His novel Saiba Bhogos (Forgive O God!) deals with the Goa Inquisition and Portuguese oppression of the Goan Hindus and Catholics in the eighteenth century. Saldanha received wide praise and critical acclaim for his novels. One of his novels, Sardarachi Sinol, was even turned into a very successful play. Saldanha was also a poet; his best known poem being Konkanche Shethkaar (The Farmers of Konkan). In recognition for his prolific contributions to Konkani literature, Saldanha was the recipient of several awards, most notably by the All-India Writers' Conference in 1975.

==Personal life==
Saldanha was a devout Roman Catholic and a devotee of the Virgin Mary. At the age of 44, he married Lilly D'Souza, a school teacher from Kasargod on 29 December 1969. They had two sons: Elvio Francis and Ransom Jude. His elder son Elvio died prematurely on 25 February 1981, aged 11. His wife died on 21 December 2009.

==Last years==
In 1978 at the age of 53, Saldanha obtained his master's degree in Sociology. He also developed an avid interest in Alternative medicine (more specifically point pressure) methods and Dr. Edward Bach's herbal remedies. He co-authored a book on Naturopathy with Dr. I.G. Hukkeri. Later, he did a course in Naturopathy and obtained the ND, DHM, MD (AM) and RMP (AM) degrees.

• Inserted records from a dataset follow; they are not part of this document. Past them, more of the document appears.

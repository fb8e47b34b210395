//! Edit session: stage text in a scratch file and hand it to the user's editor.
//!
//! The scratch file is removed when the session ends, whichever way it ends.

use std::{
    fs, io,
    io::Write,
    process::{Command, Stdio},
};

use tracing::debug;

use crate::config::EditorCommand;

/// Errors from an edit session.
#[derive(Debug, thiserror::Error)]
pub enum EditError {
    #[error("failed to prepare scratch file: {0}")]
    Scratch(#[source] io::Error),

    #[error("failed to run {program}: {source}")]
    Launch {
        program: String,
        #[source]
        source: io::Error,
    },

    #[error("{program} exited with status {code}")]
    EditorFailed { program: String, code: i32 },

    #[error("failed to read back scratch file: {0}")]
    ReadBack(#[source] io::Error),
}

/// Something that lets the user rewrite a piece of text.
pub trait Editor {
    /// Return the edited text, trimmed of leading and trailing whitespace.
    fn edit(&self, text: &str) -> Result<String, EditError>;
}

/// The user's external editor program.
pub struct ExternalEditor {
    command: EditorCommand,
}

impl ExternalEditor {
    pub fn new(command: EditorCommand) -> Self {
        Self { command }
    }
}

impl Editor for ExternalEditor {
    fn edit(&self, text: &str) -> Result<String, EditError> {
        let mut scratch = tempfile::Builder::new()
            .prefix("jirae-")
            .suffix(".txt")
            .tempfile()
            .map_err(EditError::Scratch)?;
        scratch
            .write_all(text.as_bytes())
            .and_then(|()| scratch.flush())
            .map_err(EditError::Scratch)?;

        // Close our handle so the editor may replace the file; the path is deleted on drop.
        let path = scratch.into_temp_path();
        debug!(program = %self.command.program, path = %path.display(), "opening editor");

        let status = Command::new(&self.command.program)
            .args(&self.command.args)
            .arg(&*path)
            .stdin(Stdio::inherit())
            .stdout(Stdio::inherit())
            .stderr(Stdio::inherit())
            .status()
            .map_err(|source| EditError::Launch {
                program: self.command.program.clone(),
                source,
            })?;

        if !status.success() {
            return Err(EditError::EditorFailed {
                program: self.command.program.clone(),
                code: status.code().unwrap_or(-1),
            });
        }

        // Invalid UTF-8 is replaced, not rejected: the edit must survive.
        let edited = fs::read(&path).map_err(EditError::ReadBack)?;
        Ok(String::from_utf8_lossy(&edited).trim().to_string())
    }
}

The last decade of Saldanha's life was devoted to the compilation of an English–Konkani dictionary. This work entitled 20th Century English–Konkani Concise (Kannada and Devanagari scripts) was never completed during his lifetime, and as a result, went unpublished. The dictionary contained the meanings of more than 160,000 Konkani words. On 16 January 1994, Saldanha was appointed President of the Karnataka Konkani Sahitya Akademi by the Karnataka Government. Shortly after this, he suffered a debilitating stroke, as a result of which he was confined to his home. He died of heart failure on 22 February 2000.